In the 119 years since Vincent van Gogh came to Saintes-Maries-de-la-Mer, the village has transformed from a tiny mosquito infested backwater of a fishing village with a the bones of a trio of Christian saints, to a touristy seaside resort with the bones of a trio of Christian saints.
This being France, you’ll find few tacky attractions or arcades here! Sandwiched between the Mediterranean Sea and the flat marsh land of the Camargue, it feels like an oasis on the edge of nowhere, a frontier town.
In 1888, Vincent reports it had “no more than 100 houses” with orange roofs and thatched white-washed cabanes or fishermen’s cottages clustered around the huge, dominating church.

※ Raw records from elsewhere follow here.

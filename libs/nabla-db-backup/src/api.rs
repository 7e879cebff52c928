//! Remote backup API client
//!
//! JSON over HTTP. Every request carries the `x-nabla` API key (when one is
//! configured) and the configured `User-Agent`.

use crate::config::ApiConfig;
use crate::metrics::{endpoint_label, API_REQUESTS_TOTAL, API_REQUEST_DURATION_SECONDS};
use crate::models::{Backup, BackupQuery, BackupSchedule, NewBackup, NewSchedule, SchedulePatch};
use crate::{Error, Result};
use nabla_query::PageResult;
use reqwest::{header, Client, Method, RequestBuilder, Response};
use serde::de::DeserializeOwned;
use std::time::{Duration, Instant};
use validator::Validate;

pub const API_KEY_HEADER: &str = "x-nabla";

#[derive(Clone)]
pub struct BackupApiClient {
    client: Client,
    base_url: String,
    base_path: String,
    api_key: String,
    user_agent: String,
}

impl BackupApiClient {
    pub fn new(config: &ApiConfig) -> Result<Self> {
        let base_url = config.effective_base_url();
        let base_path = url::Url::parse(&base_url)
            .map_err(|e| Error::Config(format!("api.base_url is not a valid URL: {e}")))?
            .path()
            .trim_end_matches('/')
            .to_string();

        let client = Client::builder()
            .timeout(Duration::from_secs(config.timeout_seconds))
            .build()?;

        Ok(Self {
            client,
            base_url,
            base_path,
            api_key: config.key.clone(),
            user_agent: config.user_agent.clone(),
        })
    }

    pub fn base_url(&self) -> &str {
        &self.base_url
    }

    fn request(&self, method: Method, path: &str) -> RequestBuilder {
        let mut request = self
            .client
            .request(method, format!("{}{}", self.base_url, path))
            .header(header::USER_AGENT, &self.user_agent)
            .header(header::ACCEPT, "application/json");
        if !self.api_key.is_empty() {
            request = request.header(API_KEY_HEADER, &self.api_key);
        }
        request
    }

    pub fn create_backup_request(&self, backup: &NewBackup) -> Result<RequestBuilder> {
        backup.validate()?;
        Ok(self.request(Method::POST, "/backups").json(backup))
    }

    pub fn query_backups_request(&self, query: &BackupQuery) -> RequestBuilder {
        let mut path = String::from("/backups");
        let pairs = query.to_query_pairs();
        if !pairs.is_empty() {
            let query_params: Vec<String> = pairs
                .iter()
                .map(|(key, value)| format!("{}={}", key, urlencoding::encode(value)))
                .collect();
            path.push('?');
            path.push_str(&query_params.join("&"));
        }
        self.request(Method::GET, &path)
    }

    pub fn get_backup_request(&self, id: &str) -> RequestBuilder {
        self.request(
            Method::GET,
            &format!("/backups/{}", urlencoding::encode(id)),
        )
    }

    pub fn create_schedule_request(&self, schedule: &NewSchedule) -> Result<RequestBuilder> {
        schedule.validate()?;
        Ok(self
            .request(Method::POST, "/backups/schedules")
            .json(schedule))
    }

    pub fn list_schedules_request(&self) -> RequestBuilder {
        self.request(Method::GET, "/backups/schedules")
    }

    pub fn get_schedule_request(&self, id: &str) -> RequestBuilder {
        self.request(
            Method::GET,
            &format!("/backups/schedules/{}", urlencoding::encode(id)),
        )
    }

    pub fn update_schedule_request(
        &self,
        id: &str,
        patch: &SchedulePatch,
    ) -> Result<RequestBuilder> {
        if patch.is_empty() {
            return Err(Error::Validation(
                "schedule update needs at least one field".to_string(),
            ));
        }
        patch.validate()?;
        Ok(self
            .request(
                Method::PATCH,
                &format!("/backups/schedules/{}", urlencoding::encode(id)),
            )
            .json(patch))
    }

    pub fn delete_schedule_request(&self, id: &str) -> RequestBuilder {
        self.request(
            Method::DELETE,
            &format!("/backups/schedules/{}", urlencoding::encode(id)),
        )
    }

    /// Ask the service to record (and run) a backup.
    pub async fn create_backup(&self, backup: &NewBackup) -> Result<Backup> {
        let request = self.create_backup_request(backup)?;
        self.send_json(request).await
    }

    pub async fn query_backups(&self, query: &BackupQuery) -> Result<PageResult<Backup>> {
        self.send_json(self.query_backups_request(query)).await
    }

    pub async fn get_backup(&self, id: &str) -> Result<Backup> {
        self.send_json(self.get_backup_request(id)).await
    }

    pub async fn create_schedule(&self, schedule: &NewSchedule) -> Result<BackupSchedule> {
        let request = self.create_schedule_request(schedule)?;
        self.send_json(request).await
    }

    pub async fn list_schedules(&self) -> Result<Vec<BackupSchedule>> {
        self.send_json(self.list_schedules_request()).await
    }

    pub async fn get_schedule(&self, id: &str) -> Result<BackupSchedule> {
        self.send_json(self.get_schedule_request(id)).await
    }

    pub async fn update_schedule(&self, id: &str, patch: &SchedulePatch) -> Result<BackupSchedule> {
        let request = self.update_schedule_request(id, patch)?;
        self.send_json(request).await
    }

    pub async fn delete_schedule(&self, id: &str) -> Result<()> {
        self.send(self.delete_schedule_request(id)).await?;
        Ok(())
    }

    async fn send_json<T: DeserializeOwned>(&self, request: RequestBuilder) -> Result<T> {
        let response = self.send(request).await?;
        Ok(response.json().await?)
    }

    async fn send(&self, request: RequestBuilder) -> Result<Response> {
        let request = request.build()?;
        let method = request.method().as_str().to_string();
        let path = request.url().path().to_string();
        let endpoint = endpoint_label(path.strip_prefix(&self.base_path).unwrap_or(&path));

        let start = Instant::now();
        let result = self.client.execute(request).await;
        API_REQUEST_DURATION_SECONDS
            .with_label_values(&[&method, &endpoint])
            .observe(start.elapsed().as_secs_f64());

        let response = match result {
            Ok(response) => response,
            Err(e) => {
                API_REQUESTS_TOTAL
                    .with_label_values(&[&method, &endpoint, "error"])
                    .inc();
                tracing::warn!(%method, %endpoint, error = %e, "Backup API request failed");
                return Err(e.into());
            }
        };

        let status = response.status();
        API_REQUESTS_TOTAL
            .with_label_values(&[&method, &endpoint, status.as_str()])
            .inc();
        tracing::debug!(
            %method,
            %endpoint,
            status = status.as_u16(),
            duration_ms = start.elapsed().as_millis() as u64,
            "Backup API request"
        );

        if status.is_success() {
            return Ok(response);
        }

        let body = response.text().await.unwrap_or_default();
        let message = error_message(&body).unwrap_or_else(|| {
            status
                .canonical_reason()
                .unwrap_or("request failed")
                .to_string()
        });

        if status == reqwest::StatusCode::NOT_FOUND {
            return Err(Error::NotFound(format!("{path}: {message}")));
        }
        Err(Error::Api {
            status: status.as_u16(),
            message,
        })
    }
}

/// `message` of a JSON error body, or the body itself when it is plain text.
fn error_message(body: &str) -> Option<String> {
    let body = body.trim();
    if body.is_empty() {
        return None;
    }
    match serde_json::from_str::<serde_json::Value>(body) {
        Ok(value) => value
            .get("message")
            .and_then(|m| m.as_str())
            .map(str::to_string),
        Err(_) => Some(body.to_string()),
    }
}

This houses the relics of three early saints and has been a place of pilgrimage for centuries, especially for Europe’s Roma population. In Vincent’s View of Stes-Maries the church dominates the village as it still does:
…but today the lavender fields he painted sweeping up towards the houses are gone, replaced by a promenade and car parking. The dunes on which he sat to draw seascapes are concreted over and the old cabanes he painted are gone:
… replaced by shops and cafes and ice cream vendors.
To the west of the town today a row of cabanes still stand, mostly holiday lets we thought, but a few looked tumbled down and unkempt enough perhaps to be occupied by the town’s older residents.
They are charming and exactly how I expected them to look having seen Vincent’s drawings and paintings of them, with lines of thatch, rounded at one end and a strip of concrete along the roof’s apex.
Once, these were inhabited by fishermen who hauled their brightly painted open wooden boats up on the beach for the night before setting their triangular sails again in the morning. Vincent painted the boats on the beach, one of his most beautiful and accomplished paintings, I think:
Today the boats are long-gone, as are the fishermen, replaced by holidaymakers and sun-worshippers:
A small marina houses pleasure craft, expensive yachts and tourist bateaux. A few rough looking gypsy women hassle the tourists (including Moth, but not me they must have see the words naff off with your mystical mumbo jumbo etched on my forehead) trying to give him useless, religious good luck trinkets in return for hard cash. A couple with five dogs and a CAT, would you believe, on leads strolled along the promenade where the dunes once stood.
We went up the church tower to the roof area to see the view from the top, well worth it to see all those orange roofs like Vincent saw:
Moth and I found a clear view to the west of the town where I could paint the cabanes with a view of the church in the background and flamingoes in the lagoon.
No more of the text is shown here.